New digital design tools have given birth to something new, potentially wonderful, often silly, and dare I say even "green": the transition from the "experience of the artifact" to the "consumption of the idea of the artifact."
Take for example Worth1000.com, which hosts contests that draw hundreds or even thousands of design submissions. Members use Adobe® Photoshop® to alter images, based on a given competition theme—from Alternate Materials-Wood (where designers reimagine manufactured goods as solid wood), to Supersize It! 7, where designers explore gargantuan food portions. Designers try to out-do one another by interpreting the theme as creatively as possible.
Still at Worth1000.com, make-believe starts to bump up against the real world, as in the competition to design Apple's Next Product (A conspicuous number of toilets show up in this one; favorites here are the "iReallyGottaGo," the "iToilet," and the sweetly-named "iPotty.")

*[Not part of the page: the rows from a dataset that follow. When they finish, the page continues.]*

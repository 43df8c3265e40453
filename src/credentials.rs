//! File-based credentials for authenticated backends
//!
//! Reads an access key and a secret key from two files, as mounted by
//! Kubernetes or Docker secrets (e.g. /etc/s3-secrets/access-key).
//! Backends that need authentication take a [`CredentialProvider`].

use crate::{Error, Result};
use serde::{Deserialize, Serialize};
use std::fmt;
use std::path::{Path, PathBuf};

/// An access key pair
#[derive(Clone, PartialEq, Eq)]
pub struct CredentialValue {
    pub access_key_id: String,
    pub secret_access_key: String,
}

impl fmt::Debug for CredentialValue {
    fn fmt(&self, f: &mut fmt::Formatter<'_>) -> fmt::Result {
        f.debug_struct("CredentialValue")
            .field("access_key_id", &self.access_key_id)
            .field("secret_access_key", &"<redacted>")
            .finish()
    }
}

/// Source of credentials for a backend
pub trait CredentialProvider: Send + Sync {
    /// Whether previously retrieved credentials must be fetched again
    fn is_expired(&self) -> bool;

    /// Fetch the current credentials
    fn retrieve(&self) -> Result<CredentialValue>;
}

/// Credentials read from two secret files
#[derive(Clone, Debug, PartialEq, Eq, Serialize, Deserialize)]
pub struct FileSecretsCredentials {
    /// Path to the file containing the access key
    pub access_key_file: PathBuf,
    /// Path to the file containing the secret key
    pub secret_key_file: PathBuf,
}

impl FileSecretsCredentials {
    pub fn new(access_key_file: impl Into<PathBuf>, secret_key_file: impl Into<PathBuf>) -> Self {
        FileSecretsCredentials {
            access_key_file: access_key_file.into(),
            secret_key_file: secret_key_file.into(),
        }
    }
}

impl CredentialProvider for FileSecretsCredentials {
    /// Always true: a file change cannot be detected reliably on every
    /// filesystem without opening it, so `retrieve` reads both files on
    /// every call.
    fn is_expired(&self) -> bool {
        true
    }

    fn retrieve(&self) -> Result<CredentialValue> {
        let access_key_id = read_key(&self.access_key_file)?;
        let secret_access_key = read_key(&self.secret_key_file)?;

        tracing::debug!(
            access_key_file = %self.access_key_file.display(),
            "retrieved file credentials"
        );
        Ok(CredentialValue {
            access_key_id,
            secret_access_key,
        })
    }
}

/// Read a key file verbatim
///
/// Keys are text; a file that is not UTF-8 is a configuration error rather
/// than an I/O failure.
fn read_key(path: &Path) -> Result<String> {
    let bytes = std::fs::read(path)?;
    String::from_utf8(bytes)
        .map_err(|_| Error::Config(format!("Key file {} is not valid UTF-8", path.display())))
}
//! Configuration file handling
//!
//! The config file is JSON:
//! ```json
//! {
//!   "backend": {"type": "fs", "root_path": "/var/lib/blobs"},
//!   "timeout_secs": 30
//! }
//! ```

use crate::backends::BackendConfig;
use crate::{Error, Result};
use serde::{Deserialize, Serialize};
use std::path::{Path, PathBuf};
use std::time::Duration;

/// Default directory used by the `fs` backend when nothing is configured
pub const DEFAULT_ROOT: &str = "blobs";

#[derive(Clone, Debug, PartialEq, Eq, Serialize, Deserialize)]
pub struct Config {
    /// Which backend to use and how to reach it
    pub backend: BackendConfig,

    /// Per-operation deadline; no deadline when absent
    #[serde(default, skip_serializing_if = "Option::is_none")]
    pub timeout_secs: Option<u64>,
}

impl Default for Config {
    fn default() -> Self {
        Config {
            backend: BackendConfig::Fs {
                root_path: PathBuf::from(DEFAULT_ROOT),
            },
            timeout_secs: None,
        }
    }
}

impl Config {
    /// Load config from a file path
    pub fn load(path: &Path) -> Result<Self> {
        let content = std::fs::read_to_string(path).map_err(|e| {
            Error::Config(format!("Failed to read {}: {}", path.display(), e))
        })?;
        let config = serde_json::from_str(&content)?;
        tracing::debug!(path = %path.display(), "loaded config");
        Ok(config)
    }

    /// Load config from `path`, the default location, or fall back to defaults
    ///
    /// An explicit path must exist; the default location is optional.
    pub fn resolve(path: Option<&Path>) -> Result<Self> {
        if let Some(path) = path {
            return Self::load(path);
        }
        match Self::default_path() {
            Some(path) if path.exists() => Self::load(&path),
            _ => Ok(Self::default()),
        }
    }

    /// Save config to a file path
    pub fn save(&self, path: &Path) -> Result<()> {
        if let Some(parent) = path.parent() {
            std::fs::create_dir_all(parent)?;
        }
        let content = serde_json::to_string_pretty(self)?;
        std::fs::write(path, content)?;
        Ok(())
    }

    /// Get the default config file path (~/.config/simpleblob/config.json)
    pub fn default_path() -> Option<PathBuf> {
        dirs::config_dir().map(|dir| dir.join("simpleblob").join("config.json"))
    }

    pub fn timeout(&self) -> Option<Duration> {
        self.timeout_secs.map(Duration::from_secs)
    }
}
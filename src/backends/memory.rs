//! In-memory backend
//!
//! Blobs live in an ordered map behind a read/write lock. Nothing is
//! persisted; dropping the backend drops its blobs.

use super::Interface;
use crate::{BlobInfo, BlobList, Context, Error, Result};
use async_trait::async_trait;
use parking_lot::RwLock;
use std::collections::BTreeMap;
use std::ops::Bound;

/// A backend that keeps every blob in process memory
#[derive(Debug, Default)]
pub struct MemoryBackend {
    blobs: RwLock<BTreeMap<String, Vec<u8>>>,
}

impl MemoryBackend {
    pub fn new() -> Self {
        Self::default()
    }

    /// Number of stored blobs
    pub fn len(&self) -> usize {
        self.blobs.read().len()
    }

    pub fn is_empty(&self) -> bool {
        self.blobs.read().is_empty()
    }
}

#[async_trait]
impl Interface for MemoryBackend {
    async fn list(&self, ctx: &Context, prefix: &str) -> Result<BlobList> {
        ctx.check()?;

        let blobs = self.blobs.read();
        // Keys are ordered, so the matches form one contiguous run
        // starting at `prefix`.
        let list: BlobList = blobs
            .range::<str, _>((Bound::Included(prefix), Bound::Unbounded))
            .take_while(|(name, _)| name.starts_with(prefix))
            .map(|(name, data)| BlobInfo::new(name.clone(), data.len() as u64))
            .collect();

        tracing::debug!(prefix, count = list.len(), "listed memory blobs");
        Ok(list)
    }

    async fn store(&self, ctx: &Context, name: &str, data: &[u8]) -> Result<()> {
        ctx.check()?;

        self.blobs.write().insert(name.to_string(), data.to_vec());
        tracing::debug!(name, size = data.len(), "stored memory blob");
        Ok(())
    }

    async fn load(&self, ctx: &Context, name: &str) -> Result<Vec<u8>> {
        ctx.check()?;

        let blobs = self.blobs.read();
        blobs
            .get(name)
            .cloned()
            .ok_or_else(|| Error::NotFound(name.to_string()))
    }

    async fn delete(&self, ctx: &Context, name: &str) -> Result<()> {
        ctx.check()?;

        if self.blobs.write().remove(name).is_some() {
            tracing::debug!(name, "deleted memory blob");
        }
        Ok(())
    }
}

#[cfg(test)]
mod tests {
    use super::*;

    #[tokio::test]
    async fn test_prefix_scan_stops_at_first_mismatch() {
        let backend = MemoryBackend::new();
        let ctx = Context::background();

        for name in ["a", "b-1", "b-2", "b", "c-1"] {
            backend.store(&ctx, name, name.as_bytes()).await.unwrap();
        }

        let list = backend.list(&ctx, "b").await.unwrap();
        assert_eq!(list.names(), vec!["b", "b-1", "b-2"]);

        let list = backend.list(&ctx, "b-").await.unwrap();
        assert_eq!(list.names(), vec!["b-1", "b-2"]);

        let list = backend.list(&ctx, "z").await.unwrap();
        assert!(list.is_empty());
    }

    #[tokio::test]
    async fn test_sizes_follow_overwrites() {
        let backend = MemoryBackend::new();
        let ctx = Context::background();

        backend.store(&ctx, "k", b"short").await.unwrap();
        backend.store(&ctx, "k", b"much longer").await.unwrap();

        let list = backend.list(&ctx, "").await.unwrap();
        assert_eq!(list.len(), 1);
        assert_eq!(list[0].size, 11);
        assert_eq!(backend.len(), 1);
    }

    #[tokio::test]
    async fn test_empty_blob() {
        let backend = MemoryBackend::new();
        let ctx = Context::background();

        backend.store(&ctx, "empty", b"").await.unwrap();
        assert_eq!(backend.load(&ctx, "empty").await.unwrap(), Vec::<u8>::new());
        assert_eq!(backend.list(&ctx, "").await.unwrap()[0].size, 0);
    }

    #[tokio::test]
    async fn test_concurrent_stores() {
        let backend = std::sync::Arc::new(MemoryBackend::new());
        let ctx = Context::background();

        let mut handles = Vec::new();
        for i in 0..16 {
            let backend = backend.clone();
            let ctx = ctx.clone();
            handles.push(tokio::spawn(async move {
                let name = format!("blob-{:02}", i);
                backend.store(&ctx, &name, name.as_bytes()).await
            }));
        }
        for handle in handles {
            handle.await.unwrap().unwrap();
        }

        let list = backend.list(&ctx, "blob-").await.unwrap();
        assert_eq!(list.len(), 16);
        assert_eq!(list[0].name, "blob-00");
        assert_eq!(list[15].name, "blob-15");
    }

    #[tokio::test]
    async fn test_canceled_store_leaves_state_untouched() {
        let backend = MemoryBackend::new();
        let ctx = Context::background().with_cancel();
        ctx.cancel();

        let err = backend.store(&ctx, "x", b"data").await.unwrap_err();
        assert!(matches!(err, Error::Canceled));
        assert!(backend.is_empty());
    }
}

Figure 1: The "Carpet Lounge" Imagined on Idealist by Felipe Zanardi.
Of course, the second-guessing of the next Apple iTeration has been going on for years: Early forums were ipodlounge.com and random posts throughout engadget.com. In fact, juried design competitions are, by definition, sandboxes for creating ideas for things that don't exist—call them “fictional products.” But what is new is the high power (and low price) of the tools used to create these fictional ideas, coupled with the speed, ease, and reach of the tools for distributing them. Thousands of designers all over the world are churning out ideas for products that will not—and probably should not—ever be manufactured. And suddenly, what at first seemed like a humorous aside now seems to be taking over the center stage.
At a site called Idealist, designers upload images of fictional products that they concoct in 3D rendering software, and post for critique...in the form of everyone's favorite internet metric: voting. Here, Lego's Ice Bricks ice cube tray has garnered 224 votes, while Anna Lopez's Cario Notebook—a catastrophically bad idea—has tallied up a mere 12.
Now, Idealist is a great place to go for a laugh and an even better place for design prospectors trying to spot the next commercializable product. And there's confusion here, since it's so hard to tell the real prototypes from the "fake," or fictional, ones. It's tempting to think that for designers visiting the site, the fictional projects help to define a creative space free from market constraints. But it's more likely that people posting fictions are just as interested in voter validation as those posting for-production prototypes. Is all the cream that rises to the top suitable for consumption? That depends what you mean by consumption.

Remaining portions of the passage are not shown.